The following diagram shows a MySQL database instance being used as a source and replicating to another MySQL instance using an intermediate instance that is using the BLACKHOLE engine.

You can use the aforementioned replication features individually, or you can run a combination of filtering, multi-source replication, and BLACKHOLE tables on the same intermediate replication instance. The intermediate instance acts as a processing layer that replicates from binary log sources, applies the desired operations (multi-source aggregation, filtering), and generates new binary logs of its own. This new binary logs stream can then be consumed by Amazon Aurora MySQL or Amazon RDS for MySQL.

Prerequisites

You need the following components to implement this solution:

  • MySQL servers that you intend to use as the replication sources (primary servers) and targets (replicas). Our examples use Amazon RDS for MySQL as the source and Amazon Aurora MySQL as the target. The solution can also be used with other MySQL-compatible databases, such as when migrating from an external MySQL or MariaDB database to Amazon Aurora MySQL or Amazon RDS for MySQL.
  • An EC2 instance, on which you’ll install the intermediate MySQL replication server.
  • Network connectivity and security configuration that allows replication connections between MySQL sources and targets and the EC2 instance.

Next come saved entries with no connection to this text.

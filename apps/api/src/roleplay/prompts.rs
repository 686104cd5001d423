//! Prompt builder — renders persona and transcript into model instructions.
//!
//! Every function here is pure: same inputs, same text, no mutation of history.

use crate::llm_client::prompts::{section, JSON_ONLY_INSTRUCTION};
use crate::models::message::Message;
use crate::models::persona::Persona;

const TURN_PREAMBLE: &str = "あなたはキャリアコンサルタント試験のロールプレイで相談者役を演じています。";

const TURN_INSTRUCTIONS: &str = "\
- 相談者として自然に応答してください
- 感情や悩みをリアルに表現してください
- カウンセラーの質問に対して適切に答えつつ、徐々に本音や深い悩みを開示してください
- 短めの発言(1-3文程度)で返答してください
- 「」などの記号は使わず、自然な会話文だけを出力してください";

const EVALUATION_PREAMBLE: &str = "キャリアコンサルタント試験のロールプレイセッションを評価してください。";

const EVALUATION_SCHEMA: &str = r#"以下の観点で評価し、JSON形式で返してください：

{
  "listening": {
    "score": 0-100,
    "feedback": "傾聴姿勢についての具体的なフィードバック"
  },
  "questioning": {
    "score": 0-100,
    "feedback": "質問技法についての具体的なフィードバック"
  },
  "understanding": {
    "score": 0-100,
    "feedback": "問題把握についての具体的なフィードバック"
  },
  "rapport": {
    "score": 0-100,
    "feedback": "ラポール形成についての具体的なフィードバック"
  },
  "overall": {
    "score": 0-100,
    "feedback": "総合評価と改善アドバイス"
  }
}

scoreは0から100の整数、feedbackは文字列とし、上記5項目以外のキーは含めないでください。"#;

const EVALUATION_CRITERIA: &str = "\
評価基準:
- 傾聴姿勢: 相槌、共感、受容的態度
- 質問技法: 開かれた質問、掘り下げ、具体化
- 問題把握: 本質的な悩みの理解、整理
- ラポール形成: 信頼関係の構築";

/// One `label: content` line per message, oldest first.
pub fn render_transcript(messages: &[Message]) -> String {
    messages
        .iter()
        .map(|m| format!("{}: {}", m.role.label(), m.content))
        .collect::<Vec<_>>()
        .join("\n")
}

/// Prompt for the next client turn. `history` excludes `latest_utterance`.
pub fn build_turn_prompt(persona: &Persona, history: &[Message], latest_utterance: &str) -> String {
    let profile = format!(
        "{}\nシナリオ: {}",
        persona.biography, persona.description
    );

    [
        TURN_PREAMBLE.to_string(),
        section("相談者設定", &profile),
        section("会話履歴", &render_transcript(history)),
        section("カウンセラーの最新の発言", latest_utterance),
        section("指示", TURN_INSTRUCTIONS),
    ]
    .join("\n\n")
}

/// Prompt asking for the five-category rubric as a single JSON object.
pub fn build_evaluation_prompt(history: &[Message]) -> String {
    [
        EVALUATION_PREAMBLE.to_string(),
        section("会話履歴", &render_transcript(history)),
        EVALUATION_SCHEMA.to_string(),
        EVALUATION_CRITERIA.to_string(),
        JSON_ONLY_INSTRUCTION.to_string(),
    ]
    .join("\n\n")
}
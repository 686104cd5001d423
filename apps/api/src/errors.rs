use axum::{
    http::StatusCode,
    response::{IntoResponse, Response},
    Json,
};
use serde_json::json;
use thiserror::Error;

use crate::llm_client::GatewayError;
use crate::roleplay::interpreter::EvaluationParseError;
use crate::roleplay::session::SessionError;
use crate::roleplay::store::StoreError;

/// Application-level error type.
/// Implements `IntoResponse` so Axum handlers can return `Result<T, AppError>`.
#[derive(Debug, Error)]
pub enum AppError {
    #[error("Not found: {0}")]
    NotFound(String),

    #[error("{0}")]
    Validation(String),

    #[error("Method not allowed")]
    MethodNotAllowed,

    #[error("{0}")]
    Conflict(String),

    #[error("Service unavailable: {0}")]
    Unavailable(String),

    #[error("Transport error: {0}")]
    Transport(String),

    #[error("Upstream error: {0}")]
    Upstream(String),

    #[error("Evaluation parse error: {0}")]
    EvaluationParse(#[from] EvaluationParseError),

    #[error("Internal server error: {0}")]
    Internal(#[from] anyhow::Error),
}

impl From<GatewayError> for AppError {
    fn from(e: GatewayError) -> Self {
        match e {
            GatewayError::Transport(msg) => AppError::Transport(msg),
            GatewayError::Upstream(msg) => AppError::Upstream(msg),
        }
    }
}

impl From<SessionError> for AppError {
    fn from(e: SessionError) -> Self {
        match e {
            SessionError::EmptyUtterance => AppError::Validation(e.to_string()),
            SessionError::WrongPhase { .. }
            | SessionError::Busy
            | SessionError::TranscriptTooShort { .. }
            | SessionError::Superseded => AppError::Conflict(e.to_string()),
            SessionError::Interrupted => AppError::Internal(anyhow::anyhow!(e)),
        }
    }
}

impl From<StoreError> for AppError {
    fn from(e: StoreError) -> Self {
        AppError::Unavailable(e.to_string())
    }
}

impl IntoResponse for AppError {
    fn into_response(self) -> Response {
        let (status, code, message) = match &self {
            AppError::NotFound(msg) => (StatusCode::NOT_FOUND, "NOT_FOUND", msg.clone()),
            AppError::Validation(msg) => (StatusCode::BAD_REQUEST, "VALIDATION_ERROR", msg.clone()),
            AppError::MethodNotAllowed => (
                StatusCode::METHOD_NOT_ALLOWED,
                "METHOD_NOT_ALLOWED",
                "Method not allowed".to_string(),
            ),
            AppError::Conflict(msg) => (StatusCode::CONFLICT, "CONFLICT", msg.clone()),
            AppError::Unavailable(msg) => (
                StatusCode::SERVICE_UNAVAILABLE,
                "SERVICE_UNAVAILABLE",
                msg.clone(),
            ),
            AppError::Transport(msg) => {
                tracing::error!("Transport error: {msg}");
                (
                    StatusCode::BAD_GATEWAY,
                    "TRANSPORT_ERROR",
                    "The language model service could not be reached".to_string(),
                )
            }
            AppError::Upstream(msg) => {
                tracing::error!("Upstream error: {msg}");
                (StatusCode::BAD_GATEWAY, "UPSTREAM_ERROR", msg.clone())
            }
            AppError::EvaluationParse(e) => {
                tracing::error!("Evaluation parse error: {e}");
                (
                    StatusCode::BAD_GATEWAY,
                    "EVALUATION_PARSE_ERROR",
                    e.to_string(),
                )
            }
            AppError::Internal(e) => {
                tracing::error!("Internal error: {e:?}");
                (
                    StatusCode::INTERNAL_SERVER_ERROR,
                    "INTERNAL_ERROR",
                    "An internal server error occurred".to_string(),
                )
            }
        };

        let body = Json(json!({
            "error": message,
            "code": code
        }));

        (status, body).into_response()
    }
}
// Shared prompt fragments used by more than one request type.

/// Closing line that asks for bare JSON.
pub const JSON_ONLY_INSTRUCTION: &str = "JSONのみを出力してください。";

/// Section header helper: prompts use `【title】` headings throughout.
pub fn section(title: &str, body: &str) -> String {
    format!("【{title}】\n{body}")
}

Note that for replication to work reliably throughout the entire chain, all MySQL servers must be replication-compatible in terms of their versions and configuration. For example, MySQL supports replication to the next higher major version (for example, 5.7 to 8.0), but doesn’t officially support replication from a higher to a lower major version. Similarly, the gtid_mode configuration must be compatible across all servers.

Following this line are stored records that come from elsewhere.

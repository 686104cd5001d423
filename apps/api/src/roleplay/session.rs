//! Session state machine: `idle → active → ended`, with `reset` back to `idle`.
//!
//! The session itself does no I/O. Model calls are split into a `begin_*` step
//! that validates, mutates, and hands back a prompt plus a `Ticket`, and a
//! `complete_*` step that applies the result. A ticket issued before a reset
//! is rejected, so late responses never touch a fresh session.

use serde::Serialize;
use thiserror::Error;
use uuid::Uuid;

use crate::models::evaluation::{Evaluation, ScoreCard};
use crate::models::message::Message;
use crate::models::persona::Persona;
use crate::roleplay::prompts::{build_evaluation_prompt, build_turn_prompt, render_transcript};
use crate::roleplay::MIN_TRANSCRIPT_LEN;

#[derive(Debug, Clone, Copy, Serialize, PartialEq, Eq)]
#[serde(rename_all = "snake_case")]
pub enum SessionPhase {
    Idle,
    Active,
    Ended,
}

#[derive(Debug, Clone, Copy, Serialize, PartialEq, Eq)]
#[serde(rename_all = "snake_case")]
pub enum EvaluationStatus {
    NotRequested,
    Pending,
    Ready,
    Unavailable,
}

#[derive(Debug, Error, PartialEq, Eq)]
pub enum SessionError {
    #[error("session is {actual:?}, operation requires {expected:?}")]
    WrongPhase {
        expected: SessionPhase,
        actual: SessionPhase,
    },

    #[error("utterance must not be empty")]
    EmptyUtterance,

    #[error("an exchange is already in flight for this session")]
    Busy,

    #[error(
        "transcript has {len} messages, at least {min} are required to end the session",
        min = MIN_TRANSCRIPT_LEN
    )]
    TranscriptTooShort { len: usize },

    #[error("session was reset while the request was in flight")]
    Superseded,

    #[error("the exchange task stopped before it finished")]
    Interrupted,
}

/// Issued when an exchange starts; must be handed back to complete it.
#[must_use]
#[derive(Debug)]
pub struct Ticket {
    generation: u64,
}

#[derive(Debug)]
pub struct Session {
    id: Uuid,
    /// Bumped on every reset.
    generation: u64,
    persona: Option<Persona>,
    messages: Vec<Message>,
    phase: SessionPhase,
    evaluation: Option<Evaluation>,
    evaluation_error: Option<String>,
    in_flight: bool,
}

/// Serializable snapshot handed to the presentation layer.
#[derive(Debug, Clone, Serialize)]
pub struct SessionView {
    pub id: Uuid,
    pub phase: SessionPhase,
    pub persona: Option<Persona>,
    pub messages: Vec<Message>,
    pub evaluation: Option<Evaluation>,
    pub evaluation_status: EvaluationStatus,
    pub evaluation_error: Option<String>,
    /// Display rows for the evaluation; empty until one is ready.
    pub scorecard: Vec<ScoreCard>,
    pub busy: bool,
    pub can_end: bool,
}

impl Session {
    pub fn new(id: Uuid) -> Self {
        Self {
            id,
            generation: 0,
            persona: None,
            messages: Vec::new(),
            phase: SessionPhase::Idle,
            evaluation: None,
            evaluation_error: None,
            in_flight: false,
        }
    }

    pub fn id(&self) -> Uuid {
        self.id
    }

    pub fn can_end(&self) -> bool {
        self.phase == SessionPhase::Active
            && !self.in_flight
            && self.messages.len() >= MIN_TRANSCRIPT_LEN
    }

    pub fn evaluation_status(&self) -> EvaluationStatus {
        match (self.phase, &self.evaluation, self.in_flight) {
            (SessionPhase::Ended, Some(_), _) => EvaluationStatus::Ready,
            (SessionPhase::Ended, None, true) => EvaluationStatus::Pending,
            (SessionPhase::Ended, None, false) => EvaluationStatus::Unavailable,
            _ => EvaluationStatus::NotRequested,
        }
    }

    /// Idle → active. Seeds the transcript with the persona's greeting.
    pub fn select_persona(&mut self, persona: Persona) -> Result<(), SessionError> {
        self.require_phase(SessionPhase::Idle)?;
        self.messages.push(Message::client(persona.greeting.clone()));
        self.persona = Some(persona);
        self.phase = SessionPhase::Active;
        Ok(())
    }

    /// Appends the counselor line and returns the prompt for the client's reply.
    pub fn begin_turn(&mut self, text: &str) -> Result<(Ticket, String), SessionError> {
        let persona = match (self.phase, &self.persona) {
            (SessionPhase::Active, Some(persona)) => persona,
            (actual, _) => {
                return Err(SessionError::WrongPhase {
                    expected: SessionPhase::Active,
                    actual,
                })
            }
        };
        if self.in_flight {
            return Err(SessionError::Busy);
        }
        let utterance = text.trim();
        if utterance.is_empty() {
            return Err(SessionError::EmptyUtterance);
        }

        let prompt = build_turn_prompt(persona, &self.messages, utterance);
        self.messages.push(Message::counselor(utterance));
        self.in_flight = true;
        Ok((self.ticket(), prompt))
    }

    pub fn complete_turn(&mut self, ticket: Ticket, reply: String) -> Result<(), SessionError> {
        self.redeem(ticket)?;
        self.messages.push(Message::client(reply));
        Ok(())
    }

    /// Active → ended. Returns the prompt for the rubric evaluation.
    pub fn begin_evaluation(&mut self) -> Result<(Ticket, String), SessionError> {
        self.require_phase(SessionPhase::Active)?;
        if self.in_flight {
            return Err(SessionError::Busy);
        }
        if self.messages.len() < MIN_TRANSCRIPT_LEN {
            return Err(SessionError::TranscriptTooShort {
                len: self.messages.len(),
            });
        }

        let prompt = build_evaluation_prompt(&self.messages);
        self.phase = SessionPhase::Ended;
        self.in_flight = true;
        Ok((self.ticket(), prompt))
    }

    /// Stores the evaluation, or the reason it is unavailable.
    pub fn complete_evaluation(
        &mut self,
        ticket: Ticket,
        outcome: Result<Evaluation, String>,
    ) -> Result<(), SessionError> {
        self.redeem(ticket)?;
        match outcome {
            Ok(evaluation) => self.evaluation = Some(evaluation),
            Err(reason) => self.evaluation_error = Some(reason),
        }
        Ok(())
    }

    /// Back to idle from any phase. Outstanding tickets become stale.
    pub fn reset(&mut self) {
        *self = Self {
            generation: self.generation + 1,
            ..Self::new(self.id)
        };
    }

    pub fn transcript(&self) -> String {
        render_transcript(&self.messages)
    }

    pub fn snapshot(&self) -> SessionView {
        SessionView {
            id: self.id,
            phase: self.phase,
            persona: self.persona.clone(),
            messages: self.messages.clone(),
            evaluation: self.evaluation.clone(),
            evaluation_status: self.evaluation_status(),
            evaluation_error: self.evaluation_error.clone(),
            scorecard: self
                .evaluation
                .as_ref()
                .map(Evaluation::scorecard)
                .unwrap_or_default(),
            busy: self.in_flight,
            can_end: self.can_end(),
        }
    }

    fn require_phase(&self, expected: SessionPhase) -> Result<(), SessionError> {
        if self.phase == expected {
            Ok(())
        } else {
            Err(SessionError::WrongPhase {
                expected,
                actual: self.phase,
            })
        }
    }

    fn ticket(&self) -> Ticket {
        Ticket {
            generation: self.generation,
        }
    }

    fn redeem(&mut self, ticket: Ticket) -> Result<(), SessionError> {
        if ticket.generation != self.generation || !self.in_flight {
            return Err(SessionError::Superseded);
        }
        self.in_flight = false;
        Ok(())
    }
}

#[cfg(test)]
impl Session {
    pub fn phase(&self) -> SessionPhase {
        self.phase
    }

    pub fn persona(&self) -> Option<&Persona> {
        self.persona.as_ref()
    }

    pub fn messages(&self) -> &[Message] {
        &self.messages
    }

    pub fn evaluation(&self) -> Option<&Evaluation> {
        self.evaluation.as_ref()
    }

    pub fn is_busy(&self) -> bool {
        self.in_flight
    }
}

In this post, the test databases start out empty and aren’t receiving any write traffic until after replication is configured. Consequently, there’s no need to synchronize binary log positions between the servers, and we can use the current positions without running into replication conflicts. In real-world migration scenarios where the intermediate and target servers are provisioned from physical backups or logical dumps, you must ensure the binary log positions are correct in the context of those backups and dumps.

The examples provided in this post were tested using MySQL 8.0 and Amazon Aurora MySQL version 3 (compatible with MySQL 8.0).

Prepare the replication sources

MySQL servers acting as a replication source must meet the following configuration requirements:

  • Binary logging is enabled and set to ROW format.
  • The servers retain enough binary logs to maintain replication continuity. For example, if the replica will be created from a backup of the primary server, the primary must retain binary logs created from the backup time onwards, and those binlogs can’t be deleted until they’re processed by the replica.
  • The network and security configuration allows MySQL connections from the intermediate EC2 instance.
  • There’s a MySQL user account with REPLICATION SLAVE permissions, which will be used to accept replication connections from the intermediate server.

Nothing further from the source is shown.